### Instructions for the task
Please copy each line from the entries that contains the string "spender".

### Provided data
━━━

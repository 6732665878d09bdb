//! Port Mocks
//!
//! Hand-rolled mock implementations of the port traits with scripted
//! responses and call recording. Shared between unit tests and the
//! integration suite, so they compile into the library proper.

use std::collections::VecDeque;
use std::sync::{Arc, Mutex};

use async_trait::async_trait;
use serde_json::Value;

use crate::ports::models::{
    PriceParams, PriceResponse, QuoteResponse, StatusResponse, SubmitRequest, SubmitResponse,
};
use crate::ports::price_feed::{PriceFeedError, PriceFeedPort};
use crate::ports::swap_api::{SwapApiError, SwapApiPort};
use crate::ports::wallet::{ChainError, ChainPort, WalletError, WalletPort};

/// Mock swap API with scripted responses and recorded requests
#[derive(Default)]
pub struct MockSwapApi {
    price_response: Mutex<Option<PriceResponse>>,
    quote_response: Mutex<Option<QuoteResponse>>,
    submit_response: Mutex<Option<SubmitResponse>>,
    submit_rejection: Mutex<Option<(u16, String)>>,
    status_sequence: Mutex<VecDeque<StatusResponse>>,
    price_calls: Arc<Mutex<Vec<PriceParams>>>,
    quote_calls: Arc<Mutex<Vec<PriceParams>>>,
    submit_calls: Arc<Mutex<Vec<SubmitRequest>>>,
    status_calls: Arc<Mutex<Vec<String>>>,
}

impl MockSwapApi {
    pub fn new() -> Self {
        Self::default()
    }

    pub fn with_price(self, response: PriceResponse) -> Self {
        *self.price_response.lock().unwrap() = Some(response);
        self
    }

    pub fn with_quote(self, response: QuoteResponse) -> Self {
        *self.quote_response.lock().unwrap() = Some(response);
        self
    }

    pub fn with_submit(self, response: SubmitResponse) -> Self {
        *self.submit_response.lock().unwrap() = Some(response);
        self
    }

    /// Make submit fail with the given HTTP status.
    pub fn with_submit_rejection(self, status: u16, detail: &str) -> Self {
        *self.submit_rejection.lock().unwrap() = Some((status, detail.to_string()));
        self
    }

    /// Script status responses in order. The final entry repeats once
    /// the sequence is exhausted.
    pub fn with_status_sequence(self, responses: Vec<StatusResponse>) -> Self {
        *self.status_sequence.lock().unwrap() = responses.into();
        self
    }

    pub fn price_calls(&self) -> Vec<PriceParams> {
        self.price_calls.lock().unwrap().clone()
    }

    pub fn quote_calls(&self) -> Vec<PriceParams> {
        self.quote_calls.lock().unwrap().clone()
    }

    pub fn submit_calls(&self) -> Vec<SubmitRequest> {
        self.submit_calls.lock().unwrap().clone()
    }

    pub fn status_calls(&self) -> Vec<String> {
        self.status_calls.lock().unwrap().clone()
    }
}

#[async_trait]
impl SwapApiPort for MockSwapApi {
    async fn price(&self, params: &PriceParams) -> Result<PriceResponse, SwapApiError> {
        self.price_calls.lock().unwrap().push(params.clone());
        self.price_response
            .lock()
            .unwrap()
            .clone()
            .ok_or_else(|| SwapApiError::Transport("no price response configured".to_string()))
    }

    async fn quote(&self, params: &PriceParams) -> Result<QuoteResponse, SwapApiError> {
        self.quote_calls.lock().unwrap().push(params.clone());
        self.quote_response
            .lock()
            .unwrap()
            .clone()
            .ok_or_else(|| SwapApiError::Transport("no quote response configured".to_string()))
    }

    async fn submit(&self, request: &SubmitRequest) -> Result<SubmitResponse, SwapApiError> {
        self.submit_calls.lock().unwrap().push(request.clone());
        if let Some((status, detail)) = self.submit_rejection.lock().unwrap().clone() {
            return Err(SwapApiError::Rejected { status, detail });
        }
        self.submit_response
            .lock()
            .unwrap()
            .clone()
            .ok_or_else(|| SwapApiError::Transport("no submit response configured".to_string()))
    }

    async fn status(
        &self,
        trade_hash: &str,
        _chain_id: u64,
    ) -> Result<StatusResponse, SwapApiError> {
        self.status_calls.lock().unwrap().push(trade_hash.to_string());
        let mut sequence = self.status_sequence.lock().unwrap();
        let next = if sequence.len() > 1 {
            sequence.pop_front()
        } else {
            sequence.front().cloned()
        };
        next.ok_or_else(|| SwapApiError::Transport("no status response configured".to_string()))
    }
}

/// Mock wallet returning a fixed, well-formed signature
pub struct MockWallet {
    address: String,
    decline: bool,
    signed_payloads: Arc<Mutex<Vec<Value>>>,
}

impl Default for MockWallet {
    fn default() -> Self {
        Self {
            address: "0x1111111111111111111111111111111111111111".to_string(),
            decline: false,
            signed_payloads: Arc::new(Mutex::new(Vec::new())),
        }
    }
}

impl MockWallet {
    pub fn new() -> Self {
        Self::default()
    }

    pub fn with_address(mut self, address: &str) -> Self {
        self.address = address.to_string();
        self
    }

    /// Refuse every signing request.
    pub fn declining(mut self) -> Self {
        self.decline = true;
        self
    }

    pub fn signed_payloads(&self) -> Vec<Value> {
        self.signed_payloads.lock().unwrap().clone()
    }
}

#[async_trait]
impl WalletPort for MockWallet {
    fn address(&self) -> String {
        self.address.clone()
    }

    async fn sign_typed_data(&self, typed_data: &Value) -> Result<String, WalletError> {
        if self.decline {
            return Err(WalletError::Declined);
        }
        self.signed_payloads.lock().unwrap().push(typed_data.clone());
        Ok(format!("0x{}{}1c", "ab".repeat(32), "cd".repeat(32)))
    }
}

/// Mock chain with fixed token metadata and recorded approvals
pub struct MockChain {
    decimals: u8,
    balance: u128,
    fail_approval: bool,
    approvals: Arc<Mutex<Vec<(String, String)>>>,
    wraps: Arc<Mutex<Vec<u128>>>,
}

impl Default for MockChain {
    fn default() -> Self {
        Self {
            decimals: 18,
            balance: u128::MAX,
            fail_approval: false,
            approvals: Arc::new(Mutex::new(Vec::new())),
            wraps: Arc::new(Mutex::new(Vec::new())),
        }
    }
}

impl MockChain {
    pub fn new() -> Self {
        Self::default()
    }

    pub fn with_decimals(mut self, decimals: u8) -> Self {
        self.decimals = decimals;
        self
    }

    pub fn with_balance(mut self, balance: u128) -> Self {
        self.balance = balance;
        self
    }

    /// Make approval transactions revert.
    pub fn failing_approval(mut self) -> Self {
        self.fail_approval = true;
        self
    }

    pub fn approvals(&self) -> Vec<(String, String)> {
        self.approvals.lock().unwrap().clone()
    }

    pub fn wraps(&self) -> Vec<u128> {
        self.wraps.lock().unwrap().clone()
    }
}

#[async_trait]
impl ChainPort for MockChain {
    async fn approve_max(&self, token: &str, spender: &str) -> Result<String, ChainError> {
        self.approvals
            .lock()
            .unwrap()
            .push((token.to_string(), spender.to_string()));
        if self.fail_approval {
            return Err(ChainError::Reverted("0xdeadapproval".to_string()));
        }
        Ok("0xapprovaltx".to_string())
    }

    async fn token_decimals(&self, _token: &str) -> Result<u8, ChainError> {
        Ok(self.decimals)
    }

    async fn token_balance(&self, _token: &str) -> Result<u128, ChainError> {
        Ok(self.balance)
    }

    async fn wrap_native(&self, amount: u128) -> Result<String, ChainError> {
        self.wraps.lock().unwrap().push(amount);
        Ok("0xwraptx".to_string())
    }
}

/// Mock price feed replaying a scripted sequence
#[derive(Default)]
pub struct MockPriceFeed {
    sequence: Mutex<VecDeque<f64>>,
    calls: Arc<Mutex<usize>>,
}

impl MockPriceFeed {
    pub fn new() -> Self {
        Self::default()
    }

    /// Script prices in order. The final entry repeats once the
    /// sequence is exhausted.
    pub fn with_sequence(self, prices: Vec<f64>) -> Self {
        *self.sequence.lock().unwrap() = prices.into();
        self
    }

    pub fn call_count(&self) -> usize {
        *self.calls.lock().unwrap()
    }
}

#[async_trait]
impl PriceFeedPort for MockPriceFeed {
    async fn usd_price(&self, _token: &str, _decimals: u8) -> Result<f64, PriceFeedError> {
        *self.calls.lock().unwrap() += 1;
        let mut sequence = self.sequence.lock().unwrap();
        let next = if sequence.len() > 1 {
            sequence.pop_front()
        } else {
            sequence.front().copied()
        };
        next.ok_or_else(|| PriceFeedError::LookupFailed("no prices configured".to_string()))
    }
}
//! 0x Adapter
//!
//! Implementation of the SwapApiPort and PriceFeedPort for the 0x
//! gasless swap API. Handles authentication headers, endpoint routing,
//! and USD price derivation.

mod client;
mod price_feed;

pub use client::{ZeroExClient, ZeroExConfig};
pub use price_feed::ZeroExPriceFeed;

━━━

### Task solution
    async fn approve_max(&self, token: &str, spender: &str) -> Result<String, ChainError> {
            .push((token.to_string(), spender.to_string()));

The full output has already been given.